The strong gain of CAL at (+10%) not carrying over to (+20%) is explained by the ratio of unlabeled pool to the labeled training set. When the ratio is small, the data is insufficient for AL system to choose from. In Fig. 4, the ratio starts with 3100% and stops with 100% at S2. In Fig. 5, the ratio started with 100%. After (+10%) round, the ratio is 66% for CAL and 80% for Rand. The leveling off of CAL performance shows that most of the informative examples were already selected in the (+10%) round.

Fig. 5.
figure 5

Cost-sensitive active learning. At the first iteration, the system achieves much better performance than the random baseline for all metrics. The random baseline does not improve over the seed set. In the next round, the random baseline improves the stack AP while the ALs remain the same. The error bars of AL come from the network initialization and the stochastic gradient (SGD) training. The error bars of random baseline mostly come from the random addition of data, plus the same sources of AL randomness. The time increment is \(10\%\) of the total labeling time of the pool, which simulates the situation where our budget is only a small fraction of the total labeling cost.

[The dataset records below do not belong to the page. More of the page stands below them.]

use std::net::SocketAddr;

use chrono::{DateTime, Utc};
use dashmap::DashMap;
use flux_core::SessionId;

/// What the supervisor knows about a live session.
#[derive(Clone, Debug)]
pub struct SessionInfo {
    pub peer: SocketAddr,
    pub opened_at: DateTime<Utc>,
}

/// Registry of live client sessions.
#[derive(Default)]
pub struct SessionRegistry {
    sessions: DashMap<SessionId, SessionInfo>,
}

impl SessionRegistry {
    pub fn new() -> Self {
        Self::default()
    }

    /// Register a freshly accepted connection and return its id.
    pub fn register(&self, peer: SocketAddr) -> SessionId {
        let id = SessionId::new();
        let _ = self.sessions.insert(
            id.clone(),
            SessionInfo {
                peer,
                opened_at: Utc::now(),
            },
        );
        id
    }

    pub fn unregister(&self, id: &SessionId) -> Option<SessionInfo> {
        self.sessions.remove(id).map(|(_, info)| info)
    }

    /// Number of live sessions.
    pub fn count(&self) -> usize {
        self.sessions.len()
    }

    /// All live sessions, oldest first.
    pub fn sessions(&self) -> Vec<(SessionId, SessionInfo)> {
        let mut entries: Vec<(SessionId, SessionInfo)> = self
            .sessions
            .iter()
            .map(|e| (e.key().clone(), e.value().clone()))
            .collect();
        entries.sort_by(|a, b| {
            a.1.opened_at
                .cmp(&b.1.opened_at)
                .then_with(|| a.0.as_str().cmp(b.0.as_str()))
        });
        entries
    }
}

5.3 Active Learning in the Wild

Finally, we apply our system on the unlabeled pool described in Sect. 4. First, we train an ensemble on the entire labeled set. Then we select examples from the unlabeled pool under a budget of 100 h. A neuroradiologist examined the selected cases and determined there were 115 negatives and 64 positives. There were also 51 subacute or postsurgical cases we excluded. The actual labeling time turned out to be within \(10\%\) of our estimate. We call these newly annotated examples \(U_{train}\), to be distinguished from \(S_{trainval}\) defined in Sect. 4. To qualitatively assess the impact of cost modeling, we show examples mined by both uniform-cost and cost-sensitive AL in Fig. 6.

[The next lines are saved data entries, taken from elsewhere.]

use std::time::Duration;

/// Failures talking to the message bus.
///
/// None of these end a client session: relay and forward paths log them and
/// carry on.
#[derive(Clone, Debug, thiserror::Error)]
pub enum BusError {
    #[error("network error: {0}")]
    Network(String),
    #[error("bus returned status {status}: {body}")]
    Status { status: u16, body: String },
    #[error("bus rejected record: {0}")]
    Rejected(String),
    #[error("malformed bus response: {0}")]
    Decode(String),
    #[error("subscription lagged, {0} messages skipped")]
    Lagged(u64),
    #[error("subscription closed")]
    Closed,
}

impl BusError {
    /// Short classification string for logging/metrics.
    pub fn error_kind(&self) -> &'static str {
        match self {
            Self::Network(_) => "network",
            Self::Status { .. } => "status",
            Self::Rejected(_) => "rejected",
            Self::Decode(_) => "decode",
            Self::Lagged(_) => "lagged",
            Self::Closed => "closed",
        }
    }

    /// Whether another `poll` on the same subscription can ever succeed.
    pub fn is_recoverable(&self) -> bool {
        !matches!(self, Self::Closed)
    }
}

/// Failures talking to the blob store.
#[derive(Clone, Debug, thiserror::Error)]
pub enum BlobError {
    #[error("blob not found: {0}")]
    NotFound(String),
    #[error("invalid blob name: {0:?}")]
    InvalidName(String),
    #[error("blob store returned status {status}: {body}")]
    Status { status: u16, body: String },
    #[error("network error: {0}")]
    Network(String),
    #[error("timeout after {0:?}")]
    Timeout(Duration),
}

impl BlobError {
    /// Short classification string for logging/metrics.
    pub fn error_kind(&self) -> &'static str {
        match self {
            Self::NotFound(_) => "not_found",
            Self::InvalidName(_) => "invalid_name",
            Self::Status { .. } => "status",
            Self::Network(_) => "network",
            Self::Timeout(_) => "timeout",
        }
    }

    /// Classify a non-success HTTP status for the named blob.
    pub fn from_status(status: u16, body: String, name: &str) -> Self {
        match status {
            404 => Self::NotFound(name.to_string()),
            _ => Self::Status { status, body },
        }
    }
}

/// Transport-level failures reading client frames. Always terminal for the
/// session; a clean end of stream is not an error and is reported as `None`
/// by the reader instead.
#[derive(Debug, thiserror::Error)]
pub enum FrameError {
    #[error("I/O error: {0}")]
    Io(#[from] std::io::Error),
    #[error("frame exceeds {limit} bytes")]
    TooLong { limit: usize },
}

impl FrameError {
    pub fn error_kind(&self) -> &'static str {
        match self {
            Self::Io(_) => "io",
            Self::TooLong { .. } => "too_long",
        }
    }
}

#[cfg(test)]
mod tests {
    use super::*;

    #[test]
    fn bus_closed_is_the_only_unrecoverable_error() {
        assert!(!BusError::Closed.is_recoverable());
        assert!(BusError::Network("refused".into()).is_recoverable());
        assert!(BusError::Lagged(3).is_recoverable());
        assert!(BusError::Status {
            status: 500,
            body: "boom".into()
        }
        .is_recoverable());
    }

    #[test]
    fn blob_from_status_mapping() {
        assert!(matches!(
            BlobError::from_status(404, String::new(), "a.txt"),
            BlobError::NotFound(name) if name == "a.txt"
        ));
        assert!(matches!(
            BlobError::from_status(500, "internal".into(), "a.txt"),
            BlobError::Status { status: 500, .. }
        ));
    }

    #[test]
    fn error_kind_strings() {
        assert_eq!(BusError::Lagged(1).error_kind(), "lagged");
        assert_eq!(BusError::Decode("x".into()).error_kind(), "decode");
        assert_eq!(
            BlobError::Timeout(Duration::from_secs(30)).error_kind(),
            "timeout"
        );
        assert_eq!(BlobError::NotFound("x".into()).error_kind(), "not_found");
        assert_eq!(FrameError::TooLong { limit: 8 }.error_kind(), "too_long");
    }

    #[test]
    fn frame_error_from_io() {
        let err: FrameError =
            std::io::Error::new(std::io::ErrorKind::ConnectionReset, "reset").into();
        assert_eq!(err.error_kind(), "io");
        assert!(err.to_string().contains("reset"));
    }
}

Table 1. Left: Performance on \(S_{test}\). Compared to Ensemble \(S_{trainval}\), Ensemble \((S \cup U)_{train}\) performs just as well on the pixel level and slightly outperform on the stack level. Right: Performance on \(U_{test}\). Ensemble \((S \cup U)_{train}\) beats Ensemble \(S_{trainval}\) by a good margin on the pool set.
Fig. 6.
figure 6

Examples selected by cost-sensitive and uniform-cost AL systems. Blue boxes are the original images, while orange boxes are the images overlaid with Jensen-Shannon divergence. The brightness of the green color indicates uncertainty. The examples selected by uniform-cost system mostly contain massive bleeds and are substantially more time-consuming for annotation, whereas examples by the cost-sensitive system are diverse and meaningful, maximizing the return on investment.

For quantitative benchmarking, we trained an ensemble of 4 PatchFCNs from scratch with the newly augmented data (Ensemble \(S_{trainval}\)+\(U_{train}\)) and compared them with the ensemble trained on the original data (Ensemble \(S_{trainval}\)). The results on \(S_{test}\) and \(U_{test}\) are shown in Table. 1. We benchmark on two test sets here because we care about the performance on both seed S and pool U domains, which in practice are often not exactly the same. The gain on \(S_{test}\) shows that our method works despite the domain shift, and the strong gain on \(U_{test}\) demonstrates how a model trained on large data can be improved by collecting a little more data judiciously.

6 Conclusion

In this paper, we proposed a cost-sensitive, query-by-committee active learning system for intracranial hemorrhage detection. We validated it on a substantially larger pixelwise labeled dataset than earlier works and applied it to improve the model by annotating new data from the wild. Our study demonstrates the potential of growing large medical datasets to the next level with cost-sensitive active learning.